Aim of the exercise: Restate word for word the lines of the records below, starting at the line that contains "assert_eq!(queue.len().await, 1);" and ending at the line that contains "let first = queue.record_failure(&id, &policy).await;", with both of those lines included and nothing else.

========================

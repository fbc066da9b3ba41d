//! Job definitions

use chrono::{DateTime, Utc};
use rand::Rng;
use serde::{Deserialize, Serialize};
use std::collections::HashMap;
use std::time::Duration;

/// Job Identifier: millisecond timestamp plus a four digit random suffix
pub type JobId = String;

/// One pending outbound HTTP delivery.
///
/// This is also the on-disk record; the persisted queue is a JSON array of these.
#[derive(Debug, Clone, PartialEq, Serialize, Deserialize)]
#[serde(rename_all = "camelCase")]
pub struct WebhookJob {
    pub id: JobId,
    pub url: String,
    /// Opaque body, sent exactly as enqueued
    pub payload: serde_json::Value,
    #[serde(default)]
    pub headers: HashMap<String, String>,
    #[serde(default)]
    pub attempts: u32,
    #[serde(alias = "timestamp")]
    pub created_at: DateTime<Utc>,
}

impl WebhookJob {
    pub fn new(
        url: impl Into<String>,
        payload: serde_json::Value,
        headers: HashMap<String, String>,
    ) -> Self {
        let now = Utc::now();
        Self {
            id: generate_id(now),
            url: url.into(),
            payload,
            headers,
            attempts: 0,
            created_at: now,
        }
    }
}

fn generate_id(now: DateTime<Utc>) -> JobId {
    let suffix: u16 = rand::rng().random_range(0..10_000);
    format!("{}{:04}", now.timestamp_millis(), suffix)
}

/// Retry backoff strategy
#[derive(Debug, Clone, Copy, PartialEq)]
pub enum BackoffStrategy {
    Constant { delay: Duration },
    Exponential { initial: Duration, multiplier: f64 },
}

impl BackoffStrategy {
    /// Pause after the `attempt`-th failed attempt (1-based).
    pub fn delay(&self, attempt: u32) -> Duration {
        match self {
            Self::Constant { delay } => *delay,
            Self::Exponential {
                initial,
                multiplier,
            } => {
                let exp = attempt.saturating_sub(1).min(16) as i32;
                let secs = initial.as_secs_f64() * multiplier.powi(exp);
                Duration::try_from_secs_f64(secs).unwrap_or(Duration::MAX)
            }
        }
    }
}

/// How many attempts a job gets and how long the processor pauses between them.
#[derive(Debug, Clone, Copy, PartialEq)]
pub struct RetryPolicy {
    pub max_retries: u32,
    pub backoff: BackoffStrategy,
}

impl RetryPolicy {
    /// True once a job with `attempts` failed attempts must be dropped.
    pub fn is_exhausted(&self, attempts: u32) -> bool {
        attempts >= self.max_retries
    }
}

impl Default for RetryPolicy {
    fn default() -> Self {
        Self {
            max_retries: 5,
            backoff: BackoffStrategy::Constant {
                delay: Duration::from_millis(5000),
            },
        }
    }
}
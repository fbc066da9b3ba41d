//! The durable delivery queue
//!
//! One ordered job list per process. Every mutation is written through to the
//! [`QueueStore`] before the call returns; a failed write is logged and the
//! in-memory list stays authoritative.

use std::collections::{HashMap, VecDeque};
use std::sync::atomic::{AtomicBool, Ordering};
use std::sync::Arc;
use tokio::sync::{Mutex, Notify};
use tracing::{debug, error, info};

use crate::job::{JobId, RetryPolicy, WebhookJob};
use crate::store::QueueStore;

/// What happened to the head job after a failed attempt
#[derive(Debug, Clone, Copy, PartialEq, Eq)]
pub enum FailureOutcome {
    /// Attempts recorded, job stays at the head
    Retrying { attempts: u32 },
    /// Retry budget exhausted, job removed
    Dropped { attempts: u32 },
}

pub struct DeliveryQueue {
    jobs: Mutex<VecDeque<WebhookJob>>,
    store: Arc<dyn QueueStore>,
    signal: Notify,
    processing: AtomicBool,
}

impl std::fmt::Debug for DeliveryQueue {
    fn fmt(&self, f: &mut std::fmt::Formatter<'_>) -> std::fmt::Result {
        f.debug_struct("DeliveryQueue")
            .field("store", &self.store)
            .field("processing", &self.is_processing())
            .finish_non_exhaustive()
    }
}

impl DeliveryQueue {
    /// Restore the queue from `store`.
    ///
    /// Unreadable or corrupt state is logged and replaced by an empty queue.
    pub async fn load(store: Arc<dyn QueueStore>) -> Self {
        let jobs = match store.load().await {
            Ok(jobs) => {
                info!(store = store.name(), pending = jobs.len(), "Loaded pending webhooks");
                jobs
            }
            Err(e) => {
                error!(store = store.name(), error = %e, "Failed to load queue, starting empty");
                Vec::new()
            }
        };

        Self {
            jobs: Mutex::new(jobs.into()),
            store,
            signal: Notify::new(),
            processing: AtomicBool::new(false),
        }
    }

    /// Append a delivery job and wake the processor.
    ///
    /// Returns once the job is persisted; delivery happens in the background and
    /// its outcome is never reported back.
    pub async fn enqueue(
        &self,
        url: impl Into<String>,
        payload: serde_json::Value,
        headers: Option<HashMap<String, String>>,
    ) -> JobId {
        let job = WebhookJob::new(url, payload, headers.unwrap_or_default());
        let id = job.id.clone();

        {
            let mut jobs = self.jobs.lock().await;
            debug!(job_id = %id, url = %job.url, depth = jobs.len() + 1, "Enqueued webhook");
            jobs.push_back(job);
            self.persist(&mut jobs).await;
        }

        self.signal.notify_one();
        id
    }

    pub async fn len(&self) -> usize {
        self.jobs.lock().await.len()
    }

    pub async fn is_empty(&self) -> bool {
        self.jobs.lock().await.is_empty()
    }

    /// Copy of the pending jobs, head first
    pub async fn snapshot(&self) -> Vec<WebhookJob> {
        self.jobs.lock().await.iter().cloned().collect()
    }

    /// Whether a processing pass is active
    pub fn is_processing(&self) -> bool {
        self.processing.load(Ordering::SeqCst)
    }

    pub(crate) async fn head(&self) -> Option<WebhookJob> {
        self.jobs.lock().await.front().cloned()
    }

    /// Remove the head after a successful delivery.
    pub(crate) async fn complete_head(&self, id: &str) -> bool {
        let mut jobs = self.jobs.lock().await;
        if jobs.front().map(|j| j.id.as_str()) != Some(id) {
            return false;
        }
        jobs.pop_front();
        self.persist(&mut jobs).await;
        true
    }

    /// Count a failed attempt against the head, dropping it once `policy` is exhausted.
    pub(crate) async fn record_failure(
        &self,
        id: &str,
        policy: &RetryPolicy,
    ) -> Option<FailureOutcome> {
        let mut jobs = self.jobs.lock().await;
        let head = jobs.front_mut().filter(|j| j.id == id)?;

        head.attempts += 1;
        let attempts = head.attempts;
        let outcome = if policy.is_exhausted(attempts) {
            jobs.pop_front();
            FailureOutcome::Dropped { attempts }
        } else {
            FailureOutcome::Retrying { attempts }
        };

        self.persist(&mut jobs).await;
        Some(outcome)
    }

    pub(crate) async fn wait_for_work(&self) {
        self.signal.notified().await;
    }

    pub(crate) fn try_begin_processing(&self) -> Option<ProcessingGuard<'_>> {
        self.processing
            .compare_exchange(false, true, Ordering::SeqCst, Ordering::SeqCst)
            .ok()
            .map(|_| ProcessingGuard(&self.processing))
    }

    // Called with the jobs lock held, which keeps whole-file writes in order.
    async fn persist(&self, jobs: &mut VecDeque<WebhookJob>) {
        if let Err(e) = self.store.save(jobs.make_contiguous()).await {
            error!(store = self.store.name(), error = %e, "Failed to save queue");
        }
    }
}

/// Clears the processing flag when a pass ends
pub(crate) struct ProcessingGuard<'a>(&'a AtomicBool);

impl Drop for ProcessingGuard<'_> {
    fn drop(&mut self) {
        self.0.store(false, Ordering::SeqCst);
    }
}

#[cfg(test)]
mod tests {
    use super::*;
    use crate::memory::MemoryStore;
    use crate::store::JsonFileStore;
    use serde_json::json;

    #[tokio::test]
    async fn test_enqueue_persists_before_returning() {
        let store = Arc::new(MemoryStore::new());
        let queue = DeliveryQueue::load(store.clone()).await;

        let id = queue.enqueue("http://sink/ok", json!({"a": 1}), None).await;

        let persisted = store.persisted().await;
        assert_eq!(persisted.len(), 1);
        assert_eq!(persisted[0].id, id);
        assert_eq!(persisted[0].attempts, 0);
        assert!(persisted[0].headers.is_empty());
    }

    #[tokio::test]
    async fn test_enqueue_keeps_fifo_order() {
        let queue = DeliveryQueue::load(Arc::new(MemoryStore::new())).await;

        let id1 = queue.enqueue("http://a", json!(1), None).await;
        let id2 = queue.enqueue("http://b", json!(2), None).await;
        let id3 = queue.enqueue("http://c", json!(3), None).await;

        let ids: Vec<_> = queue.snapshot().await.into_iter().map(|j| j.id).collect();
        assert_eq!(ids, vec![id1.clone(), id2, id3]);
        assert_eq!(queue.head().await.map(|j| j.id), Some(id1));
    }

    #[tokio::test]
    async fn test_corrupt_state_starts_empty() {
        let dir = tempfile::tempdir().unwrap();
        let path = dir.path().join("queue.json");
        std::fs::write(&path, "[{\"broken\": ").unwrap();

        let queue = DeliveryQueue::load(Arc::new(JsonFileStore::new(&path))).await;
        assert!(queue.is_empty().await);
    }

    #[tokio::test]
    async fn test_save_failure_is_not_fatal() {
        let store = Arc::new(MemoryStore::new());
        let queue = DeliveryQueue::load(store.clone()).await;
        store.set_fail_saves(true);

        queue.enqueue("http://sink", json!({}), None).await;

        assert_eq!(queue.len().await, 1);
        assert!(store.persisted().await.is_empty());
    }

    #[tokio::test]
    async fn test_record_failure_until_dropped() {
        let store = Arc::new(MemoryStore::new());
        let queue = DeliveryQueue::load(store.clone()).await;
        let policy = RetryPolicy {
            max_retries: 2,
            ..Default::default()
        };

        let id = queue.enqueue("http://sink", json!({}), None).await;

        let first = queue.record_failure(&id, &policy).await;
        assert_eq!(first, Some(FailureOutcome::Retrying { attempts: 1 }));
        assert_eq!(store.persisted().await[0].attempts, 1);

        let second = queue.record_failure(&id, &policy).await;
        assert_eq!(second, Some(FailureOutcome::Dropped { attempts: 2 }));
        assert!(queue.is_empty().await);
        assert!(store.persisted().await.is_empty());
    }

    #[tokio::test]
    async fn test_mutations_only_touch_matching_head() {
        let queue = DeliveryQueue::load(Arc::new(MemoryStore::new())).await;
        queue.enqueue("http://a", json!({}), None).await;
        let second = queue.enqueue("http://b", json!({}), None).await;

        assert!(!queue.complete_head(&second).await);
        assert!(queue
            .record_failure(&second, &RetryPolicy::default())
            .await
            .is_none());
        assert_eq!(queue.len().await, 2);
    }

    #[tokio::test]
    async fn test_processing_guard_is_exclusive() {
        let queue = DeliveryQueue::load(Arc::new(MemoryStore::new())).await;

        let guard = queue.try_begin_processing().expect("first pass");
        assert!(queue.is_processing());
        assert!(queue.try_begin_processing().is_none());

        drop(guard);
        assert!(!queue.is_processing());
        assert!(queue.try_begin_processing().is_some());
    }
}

========================

Task response:
        assert_eq!(queue.len().await, 1);
        assert!(store.persisted().await.is_empty());
    }

    #[tokio::test]
    async fn test_record_failure_until_dropped() {
        let store = Arc::new(MemoryStore::new());
        let queue = DeliveryQueue::load(store.clone()).await;
        let policy = RetryPolicy {
            max_retries: 2,
            ..Default::default()
        };

        let id = queue.enqueue("http://sink", json!({}), None).await;

        let first = queue.record_failure(&id, &policy).await;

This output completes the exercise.